I could create many mock email addresses, but I’m actually in a situation where I’m nearly “locked out of my own house” as it were. The password safe is in a secure location, and to get to it I need some context. It may be possible that if I lose that context I may lose everything.

Now I haven’t even talked about security vulnerabilities which could pwn my machine specifically. I’ll just leave it at “I don't have a rootkit on my machine, and I don't think I'll get one any time soon”. I also doubt I’ll get hacked so easily. I say this despite the number of bugs in, say, flash and the JVM. I’m mostly careful enough, but who knows. I’m also worried about how IPv6 firewalls will change the scenario. However, I’m far more concerned about external entities with my information that will hand it over either willingly or without a major fight.

As for anyone specifically targeting me, my issue isn’t that they can get at my data, but why.
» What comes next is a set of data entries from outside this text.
//! Rows and result codes exchanged with the deployer API procedures

use sqlx::FromRow;
use std::fmt;

/// Server-issued identifier correlating one batch of uploaded files
pub type DeploymentId = i64;

/// Remote calls issued during a deployment run
#[derive(Debug, Clone, Copy, PartialEq, Eq, Hash)]
pub enum RemoteStep {
    Purge,
    DeploymentId,
    Insert,
    Convert,
    Validate,
    Deploy,
}

impl RemoteStep {
    /// Name of the database object backing this step
    pub fn procedure(&self) -> &'static str {
        match self {
            RemoteStep::Purge => "purge_workflow_file",
            RemoteStep::DeploymentId => "get_id_deployment",
            RemoteStep::Insert => "staging table insert",
            RemoteStep::Convert => "convert_workflow_file2xmltype",
            RemoteStep::Validate => "validate_workflow",
            RemoteStep::Deploy => "deploy_workflow",
        }
    }
}

impl fmt::Display for RemoteStep {
    fn fmt(&self, f: &mut fmt::Formatter<'_>) -> fmt::Result {
        match self {
            RemoteStep::Purge => write!(f, "Purge of workflow files before upload"),
            RemoteStep::DeploymentId => write!(f, "Retrieval of deployment id"),
            RemoteStep::Insert => write!(f, "Upload of workflow files"),
            RemoteStep::Convert => write!(f, "Conversion of workflow files"),
            RemoteStep::Validate => write!(f, "Validation of workflow files"),
            RemoteStep::Deploy => write!(f, "Deployment of workflow files"),
        }
    }
}

/// Status token carried in the `code_result` column
#[derive(Debug, Clone, PartialEq, Eq)]
pub enum StatusToken {
    Complete,
    Warning,
    Error,
    /// Anything outside the known vocabulary, including NULL (kept as "")
    Unrecognized(String),
}

impl StatusToken {
    pub fn from_code(code: Option<&str>) -> Self {
        match code {
            Some("COMPLETE") => StatusToken::Complete,
            Some("WARNING") => StatusToken::Warning,
            Some("ERROR") => StatusToken::Error,
            Some(other) => StatusToken::Unrecognized(other.to_string()),
            None => StatusToken::Unrecognized(String::new()),
        }
    }
}

impl fmt::Display for StatusToken {
    fn fmt(&self, f: &mut fmt::Formatter<'_>) -> fmt::Result {
        match self {
            StatusToken::Complete => write!(f, "COMPLETE"),
            StatusToken::Warning => write!(f, "WARNING"),
            StatusToken::Error => write!(f, "ERROR"),
            StatusToken::Unrecognized(raw) if raw.is_empty() => write!(f, "<null>"),
            StatusToken::Unrecognized(raw) => write!(f, "{}", raw),
        }
    }
}

/// Outcome of a status-returning procedure call
#[derive(Debug, Clone, PartialEq, Eq)]
pub struct RemoteCallResult {
    pub code: StatusToken,
    pub message: Option<String>,
}

impl RemoteCallResult {
    pub fn new(code: StatusToken, message: Option<String>) -> Self {
        Self { code, message }
    }

    pub fn complete() -> Self {
        Self::new(StatusToken::Complete, None)
    }

    /// Diagnostic text, empty when the procedure returned none
    pub fn message_text(&self) -> &str {
        self.message.as_deref().unwrap_or("")
    }
}

/// Row shape `(code_result, text_message)` returned by every status procedure
#[derive(Debug, FromRow)]
pub struct ProcedureResultRow {
    pub code_result: Option<String>,
    pub text_message: Option<String>,
}

impl From<ProcedureResultRow> for RemoteCallResult {
    fn from(row: ProcedureResultRow) -> Self {
        RemoteCallResult::new(
            StatusToken::from_code(row.code_result.as_deref()),
            row.text_message,
        )
    }
}

/// One workflow file as uploaded to the staging table
#[derive(Debug, Clone, PartialEq, Eq)]
pub struct WorkflowFile {
    pub name: String,
    pub text: String,
}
I mean, it’s kind of a dick move. You could go through all my emails, and you could rifle through the garbage, but that would make you a weirdo. So you know things about me. That doesn’t make you less of a wanker.

In conclusion, staying secure is a pain in the arse. And I should probably consider pulling more of my context, like email, off the internet; despite the convenience. I should also stop putting “my life” (the secure bits) on the internet as I have been previously considering. Anyone who hacks me is a dickhead, and just letting me know that will lower my opinion of them.